GLAMWiki Toolset project is a collaboration between various Wikimedia chapters and Europeana. The goal of the project is to provide easy-to-use tools to make batch uploads of GLAM (Galleries, Libraries, Archives & Museums) content to Wikimedia Commons. Wikimedia Finland invited the senior developer of the project, Dan Entous, to Helsinki to hold a GW Toolset workshop for the representatives of GLAMs and staff of Wikimedia Finland on 10th September. The workshop was first of its kind outside Netherlands.
I took part in the workshop in the role of tech assistant of Wikimedia Finland. After the workshop I have been trying to figure out what is needed for using the toolset from a GLAM perspective. In this text I’m concentrating on the technical side of these requirements.
What is needed for GWToolset?
From a technical point of view, the use of GWToolset can be split into three sections. First there are things that must be done before using the toolset. The GWToolset requires metadata as a XML file that is structured in a certain way. The image files must also be addressable by direct URLs and the domain name of the image server must be added to the upload whitelist in Commons.

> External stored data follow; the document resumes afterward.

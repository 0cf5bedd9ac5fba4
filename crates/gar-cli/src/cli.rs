//! CLI argument parsing using clap.

use clap::Parser;
use clap::Subcommand;
use clap_complete::Shell;
use gar_core::ArchiveFormat;
use gar_core::CompressionLevel;
use std::ffi::OsString;
use std::path::Path;
use std::path::PathBuf;

#[derive(Parser)]
#[command(name = "gar")]
#[command(author, version, about = "Archive manager with optional password-based encryption", long_about = None)]
#[command(propagate_version = true)]
pub struct Cli {
    #[command(subcommand)]
    pub command: Commands,

    /// Log every entry and phase timing
    #[arg(short, long, global = true)]
    pub verbose: bool,

    /// Suppress non-error output
    #[arg(short, long, global = true, conflicts_with = "verbose")]
    pub quiet: bool,

    /// Output results in JSON format
    #[arg(short, long, global = true)]
    pub json: bool,
}

#[derive(Subcommand)]
pub enum Commands {
    /// Pack a file or directory into an archive
    #[command(visible_alias = "c")]
    Compress(CompressArgs),
    /// Unpack an archive into a directory
    #[command(visible_alias = "x")]
    Extract(ExtractArgs),
    /// List archive contents without extraction
    #[command(visible_alias = "t")]
    List(ListArgs),
    /// Generate shell completions
    Completion {
        /// Target shell
        #[arg(value_enum)]
        shell: Shell,
    },
}

#[derive(clap::Args)]
pub struct CompressArgs {
    /// File or directory to pack
    #[arg(value_name = "INPUT")]
    pub input: PathBuf,

    /// Archive to write (default: INPUT plus the format extension)
    #[arg(value_name = "OUTPUT")]
    pub output: Option<PathBuf>,

    /// Container format: zip or tar.gz (default: from OUTPUT, else zip)
    #[arg(short, long, value_name = "FORMAT")]
    pub format: Option<ArchiveFormat>,

    /// Compression level: fastest, normal or best
    #[arg(short = 'l', long = "level", value_name = "LEVEL", default_value_t = CompressionLevel::Normal)]
    pub level: CompressionLevel,

    #[command(flatten)]
    pub password: PasswordArgs,
}

impl CompressArgs {
    /// Explicit `--format`, else the output extension, else zip.
    pub fn resolved_format(&self) -> ArchiveFormat {
        self.format
            .or_else(|| self.output.as_deref().and_then(ArchiveFormat::from_path))
            .unwrap_or_default()
    }

    /// Explicit output, else the input name with the format extension.
    pub fn resolved_output(&self, format: ArchiveFormat) -> PathBuf {
        self.output
            .clone()
            .unwrap_or_else(|| default_output(&self.input, format))
    }
}

#[derive(clap::Args)]
pub struct ExtractArgs {
    /// Archive to unpack
    #[arg(value_name = "ARCHIVE")]
    pub archive: PathBuf,

    /// Output directory (default: current directory)
    #[arg(value_name = "OUTPUT_DIR")]
    pub output_dir: Option<PathBuf>,

    /// Maximum concurrent extraction workers for zip archives
    #[arg(short, long, value_name = "N", value_parser = clap::value_parser!(u16).range(1..))]
    pub workers: Option<u16>,

    #[command(flatten)]
    pub password: PasswordArgs,
}

#[derive(clap::Args)]
pub struct ListArgs {
    /// Archive to inspect
    #[arg(value_name = "ARCHIVE")]
    pub archive: PathBuf,

    /// Show sizes in human-readable format
    #[arg(short = 'H', long)]
    pub human_readable: bool,

    #[command(flatten)]
    pub password: PasswordArgs,
}

#[derive(clap::Args)]
pub struct PasswordArgs {
    /// Password for encrypting or decrypting the archive
    #[arg(short, long, value_name = "PASSWORD")]
    pub password: Option<String>,
}

/// `dir` -> `dir.zip`, `notes.txt` -> `notes.txt.tar.gz`, next to the input.
fn default_output(input: &Path, format: ArchiveFormat) -> PathBuf {
    let mut name = input
        .file_name()
        .map(ToOwned::to_owned)
        .or_else(|| {
            input
                .canonicalize()
                .ok()
                .and_then(|p| p.file_name().map(ToOwned::to_owned))
        })
        .unwrap_or_else(|| OsString::from("archive"));
    name.push(".");
    name.push(format.extension());

    match input.parent() {
        Some(parent) if input.file_name().is_some() => parent.join(name),
        _ => PathBuf::from(name),
    }
}
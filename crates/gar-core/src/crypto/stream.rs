//! Chunked AES-256-GCM writer and reader.

use std::io::Read;
use std::io::Write;
use std::io::{self};

use aes_gcm::Aes256Gcm;
use aes_gcm::Nonce;
use aes_gcm::aead::Aead;
use aes_gcm::aead::Payload;
use zeroize::Zeroizing;

use super::authentication_error;
use super::key::NONCE_LEN;
use super::key::StreamHeader;
use super::key::cipher_for;
use crate::ArchiveError;
use crate::Password;
use crate::Result;

/// Maximum plaintext bytes per sealed chunk.
pub const CHUNK_SIZE: usize = 64 * 1024;

/// GCM authentication tag length.
pub const TAG_LEN: usize = 16;

const FLAG_MORE: u8 = 0;
const FLAG_FINAL: u8 = 1;

/// Nonce for chunk `index`: the base nonce with its low 8 bytes XOR-ed with
/// the big-endian counter.
pub(crate) fn chunk_nonce(base: &[u8; NONCE_LEN], index: u64) -> [u8; NONCE_LEN] {
    let mut nonce = *base;
    for (byte, counter) in nonce[NONCE_LEN - 8..].iter_mut().zip(index.to_be_bytes()) {
        *byte ^= counter;
    }
    nonce
}

/// Encrypting sink.
///
/// Writes the [`StreamHeader`] on construction, then seals plaintext in
/// 64 KiB chunks. A full chunk is only sealed once more data arrives, so the
/// last chunk is always sealed by [`EncryptingWriter::finish`] with the
/// final flag set. Dropping the writer without calling `finish` leaves a
/// stream that will not authenticate.
///
/// # Examples
///
/// ```
/// use gar_core::Password;
/// use gar_core::crypto::DecryptingReader;
/// use gar_core::crypto::EncryptingWriter;
/// use std::io::Read;
/// use std::io::Write;
///
/// # fn main() -> gar_core::Result<()> {
/// let password = Password::new("secret");
///
/// let mut writer = EncryptingWriter::new(Vec::new(), &password)?;
/// writer.write_all(b"archive bytes")?;
/// let sealed = writer.finish()?;
///
/// let mut reader = DecryptingReader::new(sealed.as_slice(), &password)?;
/// let mut plain = Vec::new();
/// reader.read_to_end(&mut plain)?;
/// assert_eq!(plain, b"archive bytes");
/// # Ok(())
/// # }
/// ```
pub struct EncryptingWriter<W: Write> {
    inner: W,
    cipher: Aes256Gcm,
    base_nonce: [u8; NONCE_LEN],
    chunk_index: u64,
    buffer: Zeroizing<Vec<u8>>,
}

impl<W: Write> EncryptingWriter<W> {
    /// Derives a key from `password` and a fresh salt and writes the header.
    ///
    /// # Errors
    ///
    /// Returns `KeyDerivation` if the cipher cannot be keyed, or `Io` if the
    /// header cannot be written.
    pub fn new(mut inner: W, password: &Password) -> Result<Self> {
        let header = StreamHeader::generate();
        let cipher = cipher_for(password, &header.salt)?;
        header.write_to(&mut inner)?;

        Ok(Self {
            inner,
            cipher,
            base_nonce: header.nonce,
            chunk_index: 0,
            buffer: Zeroizing::new(Vec::with_capacity(CHUNK_SIZE)),
        })
    }

    fn seal_chunk(&mut self, flag: u8) -> io::Result<()> {
        let nonce = chunk_nonce(&self.base_nonce, self.chunk_index);
        let ciphertext = self
            .cipher
            .encrypt(
                Nonce::from_slice(&nonce),
                Payload {
                    msg: &self.buffer,
                    aad: &[flag],
                },
            )
            .map_err(|_| io::Error::other("chunk encryption failed"))?;

        self.chunk_index = self
            .chunk_index
            .checked_add(1)
            .ok_or_else(|| io::Error::other("chunk counter exhausted"))?;

        let len = u32::try_from(ciphertext.len())
            .map_err(|_| io::Error::other("sealed chunk exceeds frame length"))?;

        self.inner.write_all(&[flag])?;
        self.inner.write_all(&len.to_le_bytes())?;
        self.inner.write_all(&ciphertext)?;
        self.buffer.clear();
        Ok(())
    }

    /// Seals the remaining plaintext as the final chunk and returns the sink.
    ///
    /// # Errors
    ///
    /// Returns `Io` if sealing or writing fails.
    pub fn finish(mut self) -> Result<W> {
        self.seal_chunk(FLAG_FINAL)?;
        self.inner.flush()?;
        Ok(self.inner)
    }
}

impl<W: Write> Write for EncryptingWriter<W> {
    fn write(&mut self, buf: &[u8]) -> io::Result<usize> {
        if buf.is_empty() {
            return Ok(0);
        }
        if self.buffer.len() == CHUNK_SIZE {
            self.seal_chunk(FLAG_MORE)?;
        }

        let n = (CHUNK_SIZE - self.buffer.len()).min(buf.len());
        self.buffer.extend_from_slice(&buf[..n]);
        Ok(n)
    }

    fn flush(&mut self) -> io::Result<()> {
        self.inner.flush()
    }
}

/// Authenticating source.
///
/// Reads the header on construction, then opens one frame at a time. Bytes
/// are handed out only after their whole chunk has been authenticated. Every
/// failure (bad tag, wrong password, malformed frame, missing final chunk,
/// data after the final chunk) surfaces as an `io::Error` that
/// [`super::is_authentication_failure`] recognises.
pub struct DecryptingReader<R: Read> {
    inner: R,
    cipher: Aes256Gcm,
    base_nonce: [u8; NONCE_LEN],
    chunk_index: u64,
    frame: Vec<u8>,
    plaintext: Zeroizing<Vec<u8>>,
    position: usize,
    finished: bool,
}

impl<R: Read> DecryptingReader<R> {
    /// Reads the header from `inner` and re-derives the key.
    ///
    /// # Errors
    ///
    /// Returns `Authentication` if the source is too short to hold a header,
    /// `KeyDerivation` if the cipher cannot be keyed, or `Io` on read errors.
    pub fn new(mut inner: R, password: &Password) -> Result<Self> {
        let header = StreamHeader::read_from(&mut inner).map_err(|e| {
            if e.kind() == io::ErrorKind::UnexpectedEof {
                ArchiveError::Authentication
            } else {
                ArchiveError::from(e)
            }
        })?;
        let cipher = cipher_for(password, &header.salt)?;

        Ok(Self {
            inner,
            cipher,
            base_nonce: header.nonce,
            chunk_index: 0,
            frame: Vec::with_capacity(CHUNK_SIZE + TAG_LEN),
            plaintext: Zeroizing::new(Vec::new()),
            position: 0,
            finished: false,
        })
    }

    fn open_next_chunk(&mut self) -> io::Result<()> {
        let mut head = [0u8; 5];
        read_frame_bytes(&mut self.inner, &mut head)?;

        let flag = head[0];
        if flag != FLAG_MORE && flag != FLAG_FINAL {
            return Err(authentication_error());
        }
        let len = u32::from_le_bytes([head[1], head[2], head[3], head[4]]) as usize;
        if !(TAG_LEN..=CHUNK_SIZE + TAG_LEN).contains(&len) {
            return Err(authentication_error());
        }

        self.frame.resize(len, 0);
        read_frame_bytes(&mut self.inner, &mut self.frame)?;

        let nonce = chunk_nonce(&self.base_nonce, self.chunk_index);
        let plaintext = self
            .cipher
            .decrypt(
                Nonce::from_slice(&nonce),
                Payload {
                    msg: &self.frame,
                    aad: &[flag],
                },
            )
            .map_err(|_| authentication_error())?;

        if flag == FLAG_FINAL {
            expect_end_of_stream(&mut self.inner)?;
            self.finished = true;
        }

        self.chunk_index = self
            .chunk_index
            .checked_add(1)
            .ok_or_else(authentication_error)?;
        self.plaintext = Zeroizing::new(plaintext);
        self.position = 0;
        Ok(())
    }
}

impl<R: Read> Read for DecryptingReader<R> {
    fn read(&mut self, buf: &mut [u8]) -> io::Result<usize> {
        if buf.is_empty() {
            return Ok(0);
        }

        loop {
            let available = &self.plaintext[self.position..];
            if !available.is_empty() {
                let n = available.len().min(buf.len());
                buf[..n].copy_from_slice(&available[..n]);
                self.position += n;
                return Ok(n);
            }
            if self.finished {
                return Ok(0);
            }
            self.open_next_chunk()?;
        }
    }
}

/// `read_exact` that reports a truncated frame as an authentication failure.
fn read_frame_bytes<R: Read>(reader: &mut R, buf: &mut [u8]) -> io::Result<()> {
    reader.read_exact(buf).map_err(|e| {
        if e.kind() == io::ErrorKind::UnexpectedEof {
            authentication_error()
        } else {
            e
        }
    })
}

fn expect_end_of_stream<R: Read>(reader: &mut R) -> io::Result<()> {
    let mut extra = [0u8; 1];
    loop {
        match reader.read(&mut extra) {
            Ok(0) => return Ok(()),
            Ok(_) => return Err(authentication_error()),
            Err(e) if e.kind() == io::ErrorKind::Interrupted => {}
            Err(e) => return Err(e),
        }
    }
}
//! Tar inside gzip: the sequential format.

use std::fs;
use std::fs::File;
use std::io::BufRead;
use std::io::BufReader;
use std::io::Read;
use std::io::Write;
use std::io::{self};

use flate2::Compression;
use flate2::bufread::GzDecoder;
use flate2::write::GzEncoder;
use log::info;
use tar::Archive;
use tar::Builder;
use tar::Entry;
use tar::EntryType;
use tar::Header;

use super::ArchiveSource;
use super::DecodedEntry;
use super::EntryMeta;
use super::FormatCodec;
use super::decode_error;
use crate::ArchiveError;
use crate::ArchiveFormat;
use crate::ArchiveOptions;
use crate::Result;
use crate::copy::COPY_BUFFER_SIZE;
use crate::creation::SourceEntry;
use crate::creation::TreeWalker;
use crate::extraction::engine;
use crate::report::CompressionReport;
use crate::report::ExtractionReport;
use crate::report::ListedEntry;
use crate::security::PathGuard;
use crate::types::EntryKind;

/// Tar.gz codec: streamed in both directions, extracted in order.
#[derive(Debug, Clone, Copy, Default)]
pub struct TarGzCodec;

impl FormatCodec for TarGzCodec {
    fn format(&self) -> ArchiveFormat {
        ArchiveFormat::TarGz
    }

    fn encode(
        &self,
        walker: &TreeWalker,
        sink: &mut dyn Write,
        options: &ArchiveOptions,
    ) -> Result<CompressionReport> {
        let level = Compression::new(options.compression_level.deflate_level());
        let mut builder = Builder::new(GzEncoder::new(sink, level));
        let mut report = CompressionReport::new();

        for entry in walker.walk() {
            let entry = entry?;
            append_entry(&mut builder, &entry, &mut report)
                .map_err(|e| e.with_entry(&entry.name))?;
            if options.verbose {
                info!("added {}", entry.name);
            }
        }

        builder.into_inner()?.finish()?;
        Ok(report)
    }

    fn list(&self, source: ArchiveSource) -> Result<Vec<ListedEntry>> {
        let mut decoder = TarDecoder::new(source.into_stream());
        let listed = decoder
            .entries()?
            .map(|decoded| decoded.map(|d| d.meta.into_listed()))
            .collect::<Result<Vec<_>>>()?;
        decoder.finish()?;
        Ok(listed)
    }

    fn extract(
        &self,
        source: ArchiveSource,
        guard: &PathGuard,
        options: &ArchiveOptions,
    ) -> Result<ExtractionReport> {
        let mut decoder = TarDecoder::new(source.into_stream());
        let report = engine::extract_sequential(decoder.entries()?, guard, options.verbose)?;
        decoder.finish()?;
        Ok(report)
    }
}

fn append_entry<W: Write>(
    builder: &mut Builder<W>,
    entry: &SourceEntry,
    report: &mut CompressionReport,
) -> Result<()> {
    let mut header = Header::new_gnu();

    match entry.kind {
        EntryKind::Directory => {
            let metadata = fs::metadata(&entry.path)?;
            header.set_metadata(&metadata);
            header.set_entry_type(EntryType::Directory);
            header.set_size(0);
            header.set_mode(entry.mode);
            builder.append_data(&mut header, format!("{}/", entry.name), io::empty())?;
            report.directories_added += 1;
        }
        EntryKind::File => {
            let file = File::open(&entry.path)?;
            let metadata = file.metadata()?;
            let size = metadata.len();
            header.set_metadata(&metadata);
            header.set_size(size);
            header.set_mode(entry.mode);
            // Bounded so a file that grows mid-read cannot overrun its header.
            let content = BufReader::with_capacity(COPY_BUFFER_SIZE, file).take(size);
            builder.append_data(&mut header, &entry.name, content)?;
            report.bytes_read += size;
            report.files_added += 1;
        }
        EntryKind::Special(kind) => {
            return Err(ArchiveError::UnsupportedEntry {
                path: entry.path.clone(),
                kind,
            });
        }
    }

    Ok(())
}

/// Forward-only reader over a gzip-compressed tar stream.
pub struct TarDecoder<R: BufRead> {
    archive: Archive<GzDecoder<R>>,
}

impl<R: BufRead> TarDecoder<R> {
    /// Wraps a (possibly decrypted) byte stream.
    pub fn new(stream: R) -> Self {
        Self {
            archive: Archive::new(GzDecoder::new(stream)),
        }
    }

    /// Lazily yields entries in stream order.
    ///
    /// Global pax headers are skipped. Links, devices and FIFOs are yielded
    /// as [`EntryKind::Special`].
    ///
    /// # Errors
    ///
    /// Returns `InvalidArchive` if the stream cannot be iterated at all.
    pub fn entries(
        &mut self,
    ) -> Result<impl Iterator<Item = Result<DecodedEntry<Entry<'_, GzDecoder<R>>>>>> {
        let entries = self.archive.entries().map_err(decode_error)?;

        Ok(entries.filter_map(|entry| {
            let entry = match entry {
                Ok(entry) => entry,
                Err(e) => return Some(Err(decode_error(e))),
            };
            if entry.header().entry_type() == EntryType::XGlobalHeader {
                return None;
            }
            Some(Ok(DecodedEntry {
                meta: entry_meta(&entry),
                reader: entry,
            }))
        }))
    }

    /// Reads the rest of the stream.
    ///
    /// Tar stops at its end-of-archive marker, so without this the gzip
    /// trailer (and, for encrypted input, the final authenticated chunk)
    /// would never be checked.
    ///
    /// # Errors
    ///
    /// Returns `InvalidArchive` for a bad gzip trailer and `Authentication`
    /// for a truncated or extended ciphertext.
    pub fn finish(self) -> Result<()> {
        let mut decoder = self.archive.into_inner();
        io::copy(&mut decoder, &mut io::sink()).map_err(decode_error)?;
        let mut rest = decoder.into_inner();
        io::copy(&mut rest, &mut io::sink()).map_err(decode_error)?;
        Ok(())
    }
}

fn entry_meta<R: Read>(entry: &Entry<'_, R>) -> EntryMeta {
    let name = String::from_utf8_lossy(&entry.path_bytes()).into_owned();
    let header = entry.header();

    let kind = match header.entry_type() {
        EntryType::Directory => EntryKind::Directory,
        EntryType::Regular | EntryType::Continuous => EntryKind::File,
        other => EntryKind::Special(special_label(other)),
    };

    EntryMeta {
        name,
        kind,
        size: if kind.is_directory() { 0 } else { entry.size() },
        mode: header.mode().ok(),
    }
}

fn special_label(entry_type: EntryType) -> &'static str {
    match entry_type {
        EntryType::Symlink => "symlink",
        EntryType::Link => "hardlink",
        EntryType::Char | EntryType::Block => "device",
        EntryType::Fifo => "fifo",
        _ => "special",
    }
}

#[cfg(test)]
#[allow(clippy::unwrap_used, clippy::expect_used)]
mod tests {
    use super::*;
    use crate::test_utils::append_raw;
    use crate::test_utils::create_test_tar_gz;
    use crate::test_utils::create_test_tar_gz_with;
    use std::io::Seek;
    use tempfile::TempDir;

    fn write_temp(bytes: &[u8]) -> File {
        let mut file = tempfile::tempfile().unwrap();
        file.write_all(bytes).unwrap();
        file.rewind().unwrap();
        file
    }

    fn decode_names(bytes: &[u8]) -> Vec<Result<EntryMeta>> {
        let mut decoder = TarDecoder::new(bytes);
        decoder
            .entries()
            .unwrap()
            .map(|d| d.map(|d| d.meta))
            .collect()
    }

    #[test]
    fn test_encode_then_decode_tree() {
        let temp = TempDir::new().unwrap();
        fs::create_dir_all(temp.path().join("docs")).unwrap();
        fs::write(temp.path().join("docs/readme.md"), "# hi").unwrap();

        let walker = TreeWalker::new(temp.path()).unwrap();
        let mut out = Vec::new();
        let report = TarGzCodec
            .encode(&walker, &mut out, &ArchiveOptions::default())
            .unwrap();
        assert_eq!(report.files_added, 1);
        assert_eq!(report.directories_added, 1);

        let metas: Vec<_> = decode_names(&out).into_iter().map(|m| m.unwrap()).collect();
        assert_eq!(metas.len(), 2);
        assert_eq!(metas[0].name, "docs/");
        assert_eq!(metas[0].kind, EntryKind::Directory);
        assert_eq!(metas[1].name, "docs/readme.md");
        assert_eq!(metas[1].size, 4);
    }

    #[test]
    fn test_entry_content_is_readable() {
        let bytes = create_test_tar_gz(&[("a.txt", b"alpha")]);
        let mut decoder = TarDecoder::new(&bytes[..]);
        let mut entries = decoder.entries().unwrap();

        let mut decoded = entries.next().unwrap().unwrap();
        let mut content = String::new();
        decoded.reader.read_to_string(&mut content).unwrap();
        assert_eq!(content, "alpha");
        assert!(entries.next().is_none());
        drop(entries);

        decoder.finish().unwrap();
    }

    #[test]
    fn test_symlink_entry_is_special() {
        let bytes = create_test_tar_gz_with(|builder| {
            let mut header = Header::new_gnu();
            header.set_entry_type(EntryType::Symlink);
            header.set_size(0);
            builder
                .append_link(&mut header, "link", "/etc/passwd")
                .unwrap();
        });

        let results = decode_names(&bytes);
        assert_eq!(results[0].as_ref().unwrap().kind, EntryKind::Special("symlink"));
    }

    #[test]
    fn test_list_reports_links() {
        let bytes = create_test_tar_gz_with(|builder| {
            append_raw(builder, "a.txt", EntryType::Regular, b"alpha");
            let mut header = Header::new_gnu();
            header.set_entry_type(EntryType::Symlink);
            header.set_size(0);
            builder.append_link(&mut header, "link", "a.txt").unwrap();
            append_raw(builder, "hard", EntryType::Link, b"");
        });

        let source = ArchiveSource::Plain(BufReader::new(write_temp(&bytes)));
        let listed = TarGzCodec.list(source).unwrap();

        let rows: Vec<_> = listed.iter().map(|e| (e.name.as_str(), e.kind)).collect();
        assert_eq!(
            rows,
            vec![
                ("a.txt", EntryKind::File),
                ("link", EntryKind::Special("symlink")),
                ("hard", EntryKind::Special("hardlink")),
            ]
        );
        assert_eq!(listed[0].size, 5);
    }

    #[test]
    fn test_truncated_stream_is_invalid() {
        let mut state = 0x2545_f491_u32;
        let noise: Vec<u8> = (0..16 * 1024)
            .map(|_| {
                state ^= state << 13;
                state ^= state >> 17;
                state ^= state << 5;
                state.to_le_bytes()[0]
            })
            .collect();
        let bytes = create_test_tar_gz(&[("noise.bin", &noise)]);
        let truncated = &bytes[..bytes.len() / 2];

        let mut decoder = TarDecoder::new(truncated);
        let outcome: Result<Vec<u8>> = decoder.entries().and_then(|mut entries| {
            let mut decoded = entries.next().expect("header survives truncation")?;
            let mut content = Vec::new();
            decoded.reader.read_to_end(&mut content).map_err(decode_error)?;
            Ok(content)
        });
        assert!(outcome.is_err());
    }

    #[test]
    fn test_not_gzip_is_invalid() {
        let mut decoder = TarDecoder::new(&b"\x1f\x8bnot a real gzip member"[..]);
        let first = decoder.entries().map(|mut e| e.next());
        assert!(matches!(first, Err(_) | Ok(Some(Err(_)))));
    }
}
//! List command implementation

use super::base_options;
use crate::cli::ListArgs;
use crate::error::add_archive_context;
use crate::output::OutputFormatter;
use anyhow::Result;

pub fn execute(args: &ListArgs, formatter: &dyn OutputFormatter, verbose: bool) -> Result<()> {
    let options = base_options(&args.password, verbose);

    let entries = add_archive_context(gar_core::list(&args.archive, &options), &args.archive)?;

    formatter.format_listing(&args.archive, &entries, args.human_readable)?;

    Ok(())
}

The second section concerns practices in Wikimedia Commons itself. This means getting to know the templates, such as institution, photograph, artwork and other templates, as well as finding the categories that are suitable for uploaded material. For someone who is not a Wikipedian – like myself – it takes a while to get know the templates and especially the categories.
The third section is actually making the uploads by using the toolset itself, which I find easy to use. It has a clear workflow and with little assistance there should be no problems for GLAMs using it. Besides, there is a sandbox called Commons Beta where one can rehearse before going public.
I believe that the bottleneck for GLAMs is the first section: things that must be done before using the toolset. More precisely, creating a valid XML file for the toolset. Of course, if an organisation has a competent IT department with resources to work with material donations to Wikimedia Commons, then there is no problem. However, this could be a problem for smaller – and less resourceful – organisations.
Converting metadata in practise
Like I said, the GWToolset requires an XML file with a certain structure. As far as I know, there is no information system that could directly produce such a file. However, most of the systems are able to export metadata in XML format. Even though the exported file is not valid for GWToolset, it can be converted into such with XSLT.
XSLT is designed to this specific task and it has a very powerful template mechanism for XML handling. This means that the amount of code stays minimal compared to any other options. The good news is that XML transformations are relatively easy to do.
A browser-based solution has many advantages. The first is that every Internet user already has a browser. So there is no downloading, installing or configuring needed. The second advantage is that browser-based applications that use external datasets do not create traffic to the server where the application is hosted. Browsers can also be used locally. This allows organisations to download the page files, modify them, make conversions locally in-house, and have their materials on Wikimedia Commons.
The first demo I created uses an open data image set published by the Finnish National Gallery. It consists of about one thousand digitised negatives of and by Finnish artist Hugo Simberg. The set also includes digitally created positives of images. The metadata is provided as a single XML file.
The conversion in this case is quite simple, since the original XML file is flat (i.e. there are no nested elements). Basically the original data is passed through as it is with few exceptions. The “image” element in original metadata includes only an image id, which must be expanded to a full URL. I used a dummy domain name here, since images are available as a zip-file and therefore cannot be addressed individually. Another exception is the “keeper” element, which holds the name of the owner organisation. This was changed from the Finnish name of the National Gallery to a name that corresponds to their institutional template name in Wikimedia Commons.
direct link to the XSLT:
In the second demo I used the materials provided by the Helsinki City Museum. Their materials in Finna are licensed with CC-BY-ND 4.0. Finna is an “information search service that brings together the collections of Finnish archives, libraries and museums”. Currently there is no API to Finna. Finna provides metadata in LIDO format but there is no direct URL to the LIDO file. However, LIDO can be extracted from the HTML.
The LIDO format is a deep format, so the conversion is mostly picking the elements from the LIDO file and placing them in a flat XML file. For example, the name of the author in LIDO is in a quite deep structure.
example LIDO record:
(Please note that the demo requires that the same-origin-policy restrictions are loosened in the browser. The simplest way to do this is to use Google Chrome by starting it with a switch “disable-web-security”. In Linux that would be: google-chrome — disable-web-security and Mac (sorry, I can not test this) open -a Google\ Chrome –args –disable-web-security. For Firefox see this:http://www-jo.se/f.pfleger/forcecors-workaround)
direct link to the XSLT:
These demos are just examples, no actual data has yet been uploaded to Wikimedia Commons. The aim is to show that XML conversions needed for GWToolset are relatively simple and that in order to use GWToolset the organisation does not have to have an army of IT-engineers.
The demos could be certainly better. For example, the author name must be changed to reflect the author name in Wikimedia Commons. But again, that is just a few lines in XSLT and that is done.